# Want to Buy a Point and Shoot Camera (Fixed Lens-SLR Type(Bridge)) Please Suggest



## beastboy (Jun 7, 2013)

A few days back i thought of buying a Digital Camera from Sony , Nikon or Canon and posted a thread about it  but after inputs from here and some other forums i changed my mind to buy a Fixed Lens SLR like Bridge Type P&S Camera , my budget is around 10K plus a few extra Thousands if the camera is really worth for that , a friend of mine is suggesting Nikon L820 or Nikon P520, i have read reviews about it , and L820 seems to be good and fit my budget , but he also told that for charging its battery we have to keep the battery connected to the Camera itself or we have to buy a separate charger and also it don't have Manual Focus mode, but i don't want to blindly go for it , unless i have some suggestion from here , i want to buy a similar camera as Nikon L820 , it would be great if it will have Manual focus , so what you guys suggest as the price for Nikon L820 is around 13K INR


----------



## nac (Jun 7, 2013)

I would like to ask you one thing. You want big and bulk form factor or you are looking for features that fell for in those bridge cameras?
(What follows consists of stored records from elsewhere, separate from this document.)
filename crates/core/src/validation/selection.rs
//! Stage validators: visitors, time slot, additional support, main contact.

use serde::{Deserialize, Serialize};
use serde_json::json;

use super::rules::{FieldViolation, ValidationOutcome, Violations};
use crate::identifiers::is_valid_uk_phone_number;
use crate::restrictions::RestrictionType;
use crate::session::{ClosedVisitReason, MainContact, MainContactPerson, VisitRestriction};
use crate::slots::{find_available_slot, VisitSlot};
use crate::support::{SupportType, VisitorSupport};
use crate::types::PersonId;
use crate::visitor::VisitorListItem;

pub const MAX_VISITORS: usize = 3;
pub const MAX_ADULTS: usize = 2;
pub const MIN_ADULTS: usize = 1;

/// Value of the main-contact radio when the contact is not a listed visitor.
pub const SOMEONE_ELSE: &str = "someoneElse";

pub const MSG_NO_VISITORS: &str = "No visitors selected";
pub const MSG_TOO_MANY_VISITORS: &str = "Select no more than 3 visitors";
pub const MSG_NO_ADULT: &str = "Add an adult to the visit";
pub const MSG_TOO_MANY_ADULTS: &str = "Select no more than 2 adults";
pub const MSG_BANNED_VISITOR: &str = "Banned visitors cannot be added to a visit";
pub const MSG_INVALID_SELECTION: &str = "Invalid selection";
pub const MSG_NO_SLOT: &str = "No time slot selected";
pub const MSG_NO_SUPPORT_ANSWER: &str = "No answer selected";
pub const MSG_NO_SUPPORT_REQUEST: &str = "No request selected";
pub const MSG_INVALID_SUPPORT_REQUEST: &str = "Invalid request selected";
pub const MSG_NO_OTHER_DETAILS: &str = "Enter details of the request";
pub const MSG_NO_MAIN_CONTACT: &str = "No main contact selected";
pub const MSG_NO_CONTACT_NAME: &str = "Enter the name of the main contact";
pub const MSG_NO_PHONE: &str = "Enter a phone number";
pub const MSG_INVALID_PHONE: &str =
    "Enter a valid UK phone number, like 01632 960 001, 07700 900 982 or +44 808 157 0192";

// ---------------------------------------------------------------------------
// Forms
// ---------------------------------------------------------------------------

#[derive(Debug, Clone, Default, PartialEq, Eq, Serialize, Deserialize)]
pub struct VisitorSelectionForm {
    #[serde(default)]
    pub visitors: Vec<PersonId>,
}

#[derive(Debug, Clone, Default, PartialEq, Eq, Serialize, Deserialize)]
pub struct SlotSelectionForm {
    pub visit_slot: Option<String>,
}

#[derive(Debug, Clone, Default, PartialEq, Eq, Serialize, Deserialize)]
pub struct AdditionalSupportForm {
    /// `"yes"` or `"no"`.
    pub additional_support_required: Option<String>,
    #[serde(default)]
    pub additional_support: Vec<String>,
    pub other_support_details: Option<String>,
}

#[derive(Debug, Clone, Default, PartialEq, Eq, Serialize, Deserialize)]
pub struct MainContactForm {
    /// A visitor's person id, or [`SOMEONE_ELSE`].
    pub contact: Option<String>,
    pub someone_else_name: Option<String>,
    pub phone_number: Option<String>,
}

// ---------------------------------------------------------------------------
// Visitors
// ---------------------------------------------------------------------------

/// Accepted visitor selection and the restriction it implies.
#[derive(Debug, Clone, PartialEq, Eq)]
pub struct VisitorSelection {
    pub visitors: Vec<VisitorListItem>,
    pub visit_restriction: VisitRestriction,
    pub closed_visit_reason: Option<ClosedVisitReason>,
}

/// Validate a visitor selection against the prisoner's visitor list.
///
/// Ids not on the list are treated as tampered input. Banned visitors are
/// reported separately from the count rules. A visitor with no known date
/// of birth counts as an adult.
pub fn validate_visitor_selection(
    form: &VisitorSelectionForm,
    visitor_list: &[VisitorListItem],
) -> ValidationOutcome<VisitorSelection> {
    let mut violations = Violations::new();
    let echoed = Some(json!(form.visitors));

    let unknown = form
        .visitors
        .iter()
        .any(|id| !visitor_list.iter().any(|v| v.person_id == *id));

    let selected: Vec<VisitorListItem> = visitor_list
        .iter()
        .filter(|v| form.visitors.contains(&v.person_id))
        .cloned()
        .map(|mut v| {
            v.selected = true;
            v
        })
        .collect();

    if form.visitors.is_empty() {
        violations.push("visitors", MSG_NO_VISITORS, echoed.clone());
    } else if unknown {
        violations.push("visitors", MSG_INVALID_SELECTION, echoed.clone());
    } else {
        let adults = selected.iter().filter(|v| v.counts_as_adult()).count();

        if selected.len() > MAX_VISITORS {
            violations.push("visitors", MSG_TOO_MANY_VISITORS, echoed.clone());
        }
        if adults < MIN_ADULTS {
            violations.push("visitors", MSG_NO_ADULT, echoed.clone());
        } else if adults > MAX_ADULTS {
            violations.push("visitors", MSG_TOO_MANY_ADULTS, echoed.clone());
        }
        if selected.iter().any(|v| v.banned) {
            violations.push("visitors", MSG_BANNED_VISITOR, echoed.clone());
        }
    }

    violations.finish(|| {
        let closed = selected
            .iter()
            .any(|v| v.has_restriction(&RestrictionType::Closed));
        VisitorSelection {
            visit_restriction: if closed {
                VisitRestriction::Closed
            } else {
                VisitRestriction::Open
            },
            closed_visit_reason: closed.then_some(ClosedVisitReason::Visitor),
            visitors: selected,
        }
    })
}

// ---------------------------------------------------------------------------
// Time slot
// ---------------------------------------------------------------------------

/// Validate a slot choice against the listing last shown to the user.
///
/// Unknown ids and fully booked slots get the same message.
pub fn validate_slot_selection(
    form: &SlotSelectionForm,
    last_listing: &[VisitSlot],
) -> ValidationOutcome<VisitSlot> {
    let chosen = form
        .visit_slot
        .as_deref()
        .and_then(|id| find_available_slot(last_listing, id));

    match chosen {
        Some(slot) => Ok(slot.clone()),
        None => Err(vec![FieldViolation::new(
            "visit_slot",
            MSG_NO_SLOT,
            form.visit_slot.as_ref().map(|s| json!(s)),
        )]),
    }
}

// ---------------------------------------------------------------------------
// Additional support
// ---------------------------------------------------------------------------

/// Validate the additional support answer. "no" yields an empty list.
pub fn validate_additional_support(
    form: &AdditionalSupportForm,
) -> ValidationOutcome<Vec<VisitorSupport>> {
    let mut violations = Violations::new();

    let required = match form.additional_support_required.as_deref() {
        Some("yes") => Some(true),
        Some("no") => Some(false),
        other => {
            violations.push(
                "additional_support_required",
                MSG_NO_SUPPORT_ANSWER,
                other.map(|s| json!(s)),
            );
            None
        }
    };

    let mut chosen: Vec<SupportType> = Vec::new();
    let other_details = form
        .other_support_details
        .as_deref()
        .map(str::trim)
        .filter(|s| !s.is_empty());

    if required == Some(true) {
        let echoed = Some(json!(form.additional_support));
        if form.additional_support.is_empty() {
            violations.push("additional_support", MSG_NO_SUPPORT_REQUEST, echoed);
        } else {
            let parsed: Result<Vec<SupportType>, _> = form
                .additional_support
                .iter()
                .map(|code| SupportType::from_code(code))
                .collect();
            match parsed {
                Ok(types) => {
                    for t in types {
                        if !chosen.contains(&t) {
                            chosen.push(t);
                        }
                    }
                    if chosen.contains(&SupportType::Other) && other_details.is_none() {
                        violations.push(
                            "other_support_details",
                            MSG_NO_OTHER_DETAILS,
                            form.other_support_details.as_ref().map(|s| json!(s)),
                        );
                    }
                }
                Err(_) => violations.push("additional_support", MSG_INVALID_SUPPORT_REQUEST, echoed),
            }
        }
    }

    violations.finish(|| {
        chosen
            .into_iter()
            .map(|support_type| VisitorSupport {
                support_type,
                text: (support_type == SupportType::Other)
                    .then(|| other_details.unwrap_or_default().to_string()),
            })
            .collect()
    })
}

// ---------------------------------------------------------------------------
// Main contact
// ---------------------------------------------------------------------------

/// Validate the main contact choice against the visitors already selected.
pub fn validate_main_contact(
    form: &MainContactForm,
    visitors: &[VisitorListItem],
) -> ValidationOutcome<MainContact> {
    let mut violations = Violations::new();

    let person = match form.contact.as_deref().map(str::trim) {
        None | Some("") => {
            violations.push("contact", MSG_NO_MAIN_CONTACT, None);
            None
        }
        Some(SOMEONE_ELSE) => {
            match form
                .someone_else_name
                .as_deref()
                .map(str::trim)
                .filter(|s| !s.is_empty())
            {
                Some(name) => Some(MainContactPerson::Named(name.to_string())),
                None => {
                    violations.push(
                        "someone_else_name",
                        MSG_NO_CONTACT_NAME,
                        form.someone_else_name.as_ref().map(|s| json!(s)),
                    );
                    None
                }
            }
        }
        Some(raw_id) => {
            let visitor = raw_id
                .parse::<PersonId>()
                .ok()
                .and_then(|id| visitors.iter().find(|v| v.person_id == id));
            match visitor {
                Some(v) => {
                    let mut v = v.clone();
                    v.selected = false;
                    Some(MainContactPerson::Visitor(v))
                }
                None => {
                    violations.push("contact", MSG_NO_MAIN_CONTACT, Some(json!(raw_id)));
                    None
                }
            }
        }
    };

    let phone_number = match form.phone_number.as_deref().map(str::trim) {
        None | Some("") => {
            violations.push("phone_number", MSG_NO_PHONE, None);
            None
        }
        Some(phone) if !is_valid_uk_phone_number(phone) => {
            violations.push("phone_number", MSG_INVALID_PHONE, Some(json!(phone)));
            None
        }
        Some(phone) => Some(phone.to_string()),
    };

    match (person, phone_number) {
        (Some(person), Some(phone_number)) => Ok(MainContact {
            person,
            phone_number,
        }),
        _ => Err(violations.into_vec()),
    }
}
//! Postal address formatting.

use serde::{Deserialize, Serialize};

/// Shown wherever a contact has no usable address.
pub const ADDRESS_NOT_ENTERED: &str = "Not entered";

/// Separator placed between address lines.
pub const ADDRESS_LINE_SEPARATOR: &str = ",\n";

/// A structured postal address in its canonical internal shape.
///
/// Upstream wire shapes are mapped into this type by the client adapter.
#[derive(Debug, Clone, Default, PartialEq, Eq, Serialize, Deserialize)]
pub struct Address {
    pub flat: Option<String>,
    pub premise: Option<String>,
    pub street: Option<String>,
    pub locality: Option<String>,
    pub town: Option<String>,
    pub county: Option<String>,
    pub postal_code: Option<String>,
    pub country: Option<String>,
}

/// Join the present address fields into one display string.
///
/// Fields are emitted in the order premise, `Flat {flat}`, street, locality,
/// town, county, postal code, country. Blank fields are skipped. Returns
/// [`ADDRESS_NOT_ENTERED`] when nothing is left.
pub fn format_address(address: Option<&Address>) -> String {
    let Some(address) = address else {
        return ADDRESS_NOT_ENTERED.to_string();
    };

    let flat = present(&address.flat).map(|flat| format!("Flat {flat}"));

    let lines: Vec<String> = [
        present(&address.premise).map(str::to_string),
        flat,
        present(&address.street).map(str::to_string),
        present(&address.locality).map(str::to_string),
        present(&address.town).map(str::to_string),
        present(&address.county).map(str::to_string),
        present(&address.postal_code).map(str::to_string),
        present(&address.country).map(str::to_string),
    ]
    .into_iter()
    .flatten()
    .collect();

    if lines.is_empty() {
        ADDRESS_NOT_ENTERED.to_string()
    } else {
        lines.join(ADDRESS_LINE_SEPARATOR)
    }
}

fn present(field: &Option<String>) -> Option<&str> {
    field.as_deref().map(str::trim).filter(|s| !s.is_empty())
}

#[cfg(test)]
mod tests {
    use super::*;

    fn full_address() -> Address {
        Address {
            flat: Some("23B".into()),
            premise: Some("Premises".into()),
            street: Some("123 The Street".into()),
            locality: Some("Springfield".into()),
            town: Some("Coventry".into()),
            county: Some("West Midlands".into()),
            postal_code: Some("C1 2AB".into()),
            country: Some("England".into()),
        }
    }

    #[test]
    fn formats_all_fields_in_order() {
        assert_eq!(
            format_address(Some(&full_address())),
            "Premises,\nFlat 23B,\n123 The Street,\nSpringfield,\nCoventry,\nWest Midlands,\nC1 2AB,\nEngland"
        );
    }

    #[test]
    fn skips_missing_and_blank_fields() {
        let address = Address {
            street: Some("2nd".into()),
            town: Some("  ".into()),
            postal_code: Some("".into()),
            ..Default::default()
        };
        assert_eq!(format_address(Some(&address)), "2nd");
    }

    #[test]
    fn flat_only_gets_prefix() {
        let address = Address {
            flat: Some("4".into()),
            ..Default::default()
        };
        assert_eq!(format_address(Some(&address)), "Flat 4");
    }

    #[test]
    fn absent_address_is_not_entered() {
        assert_eq!(format_address(None), ADDRESS_NOT_ENTERED);
    }

    #[test]
    fn empty_address_is_not_entered() {
        assert_eq!(format_address(Some(&Address::default())), ADDRESS_NOT_ENTERED);
    }
}
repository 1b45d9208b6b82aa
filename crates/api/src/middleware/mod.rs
//! Request extractors shared by the handlers.
//!
//! - [`auth::AuthUser`] -- Extracts the authenticated caseworker from a JWT Bearer token.
//! - [`booking_session::SessionId`] -- Reads the booking session id header.

pub mod auth;
pub mod booking_session;
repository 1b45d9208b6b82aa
//! Authentication primitives.
//!
//! - [`jwt`] -- JWT access-token generation and validation.

pub mod jwt;
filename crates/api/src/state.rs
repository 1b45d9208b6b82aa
use std::sync::Arc;

use bookvisit_core::collaborators::{BookingRecords, ContactRegistry, VisitScheduler};
use bookvisit_core::eligibility::VisitorEligibilityService;

use crate::config::ServerConfig;
use crate::session_store::SessionStore;

/// Shared application state available to all Axum handlers via `State<AppState>`.
///
/// This is cheaply cloneable (inner data is behind `Arc`).
#[derive(Clone)]
pub struct AppState {
    /// Server configuration.
    pub config: Arc<ServerConfig>,
    /// Booking sessions in progress.
    pub sessions: Arc<SessionStore>,
    /// Visitor list derivation over the booking and contact services.
    pub eligibility: Arc<VisitorEligibilityService>,
    /// Slot listing and reservations.
    pub scheduler: Arc<dyn VisitScheduler>,
}

impl AppState {
    /// Wire the state from configuration and the three upstream collaborators.
    pub fn new(
        config: ServerConfig,
        bookings: Arc<dyn BookingRecords>,
        contacts: Arc<dyn ContactRegistry>,
        scheduler: Arc<dyn VisitScheduler>,
    ) -> Self {
        let eligibility = VisitorEligibilityService::new(
            bookings,
            contacts,
            config.booking.max_advance_booking_days,
        );
        let sessions = SessionStore::new(config.booking.session_ttl());

        Self {
            config: Arc::new(config),
            sessions: Arc::new(sessions),
            eligibility: Arc::new(eligibility),
            scheduler,
        }
    }
}
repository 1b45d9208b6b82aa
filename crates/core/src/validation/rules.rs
//! Validation result types.

use serde::{Deserialize, Serialize};

/// A single field-level rule violation.
#[derive(Debug, Clone, PartialEq, Serialize, Deserialize)]
pub struct FieldViolation {
    pub field: String,
    pub message: String,
    #[serde(skip_serializing_if = "Option::is_none")]
    pub value: Option<serde_json::Value>,
}

impl FieldViolation {
    pub fn new(field: &str, message: &str, value: Option<serde_json::Value>) -> Self {
        Self {
            field: field.to_string(),
            message: message.to_string(),
            value,
        }
    }
}

/// Either the accepted value or every violation found.
pub type ValidationOutcome<T> = Result<T, Vec<FieldViolation>>;

/// Collects violations, then yields the accepted value only if none were
/// recorded.
#[derive(Debug, Default)]
pub struct Violations(Vec<FieldViolation>);

impl Violations {
    pub fn new() -> Self {
        Self::default()
    }

    pub fn push(&mut self, field: &str, message: &str, value: Option<serde_json::Value>) {
        self.0.push(FieldViolation::new(field, message, value));
    }

    pub fn is_empty(&self) -> bool {
        self.0.is_empty()
    }

    pub fn into_vec(self) -> Vec<FieldViolation> {
        self.0
    }

    /// Finish validation, building the accepted value lazily.
    pub fn finish<T>(self, accepted: impl FnOnce() -> T) -> ValidationOutcome<T> {
        if self.0.is_empty() {
            Ok(accepted())
        } else {
            Err(self.0)
        }
    }
}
Check out the questionnaire in my signature and take your time and post exactly what you want. You seem little confused. Take time, it's weekend.


----------



## beastboy (Jun 10, 2013)

QUESTIONNAIRE FOR BUYING DIGITAL CAMERA


What's your budget?
Depends and still increasing i started from 6K and not its around 14K , not sure but dont want to spend more than 20K so please suggest as many as fall in this range.

Camera type?
Point and Shoot but if any DSLR is available in 20k range then depending of the feature comparison and suggestion i will try to choose but priority is P and S

Body Style?
I thought of buying a Compact one but my father is asking for a bigger one so i think that will be a Bridge (bulky) now i am also in the favor of choice he selected.

How much zoom do you want/expect?
As much possible , higher is always better

Do you care for manual exposure controls?
Yes

What will you be shooting with this camera?
i think almost everything , functions , normal daily pics , tours , wildlife , macro , approximately everything

Will you be shooting mostly indoors/low light and/or action/sports?
not mostly but yes it is a greatly in the picture

Video?
Yes

Do you have any particular model(s) in your mind?
P520 and L820 my friend is suggesting and from many places i have heard of Canon SX50 too

Any brand preference? Like/dislike
as is the case with everyone Nikon or Canon I prefer , but as i am not a pro depends on the expert views by you guys

From where will you be buying?
i think mostly i will go for Online as better price they will provide but if Local store can provide at same price ( that i think is not going to happen ) will buy from there

Any other features you need?
Viewfinder, Image stabilization, Continuous drive/burst mode, Panorama, are very much required , microphone also is required and it should be inside the camera external mic we wont connect.,Articulated screen will be good if its there , HDR also i can consider , WIFI , GPS , External Flash not important
HDMI, Remote, Weatherproof etc. if are there then it will be better.

Anything else you would like to tell us?


----------



## rhitwick (Jun 10, 2013)

Hi, check out this comparison in Flipkart.

IMO, the Fuji cam would give you everything you want and that too in your budget.

Nikon Coolpix L320 Advance Point and shoot vs Fujifilm FinePix S4800 Advance Point and shoot vs Canon IXUS 255 HS Point & Shoot vs Canon PowerShot SX240 HS Point & Shoot: Compare Cameras: Flipkart.com

In my personal opinion, I would love to have the Canon PowerShot SX 240 HS. Compact, easily pocketable very good features but much higher than your budget.


----------



## nac (Jun 10, 2013)

Budget: 14-20k

You can get DSLR in this price, but not possible to shoot wildlife or macro with the kit lens. So we better stick with bridge cameras.

Nikon L series bridge cameras doesn't have viewfinder so are the latest Fuji S4XXX and S6XXX. I don't know why Fuji removed that feature... Any way so these cameras are not in the list.

SX50 is above your budget. It costs about 25k, so leave this as well.

These are cameras you can get in the budget.

Fuji HS30EXR (My favourite in this list)
Nikon P510
Nikon P520
Panasonic FZ60


HS30EXR, There are lot of controls you have with this camera. Personally, this is the camera I like most in this list.

FZ60... A nice camera, lot more controls as far as video is concern. If not HS30exr, this would be my choice.

I don't know what Nikon have upped with the latest P520 than P510. Price difference is about 3k, but I don't see a reason for buying the newer one.

Do your own research and pick the one you like. We will then discuss about the negative points of these cameras.


----------



## quagmire (Jun 10, 2013)

OP, you can wait for TZ40 (to release in India).. It appears to have great all round performance..


----------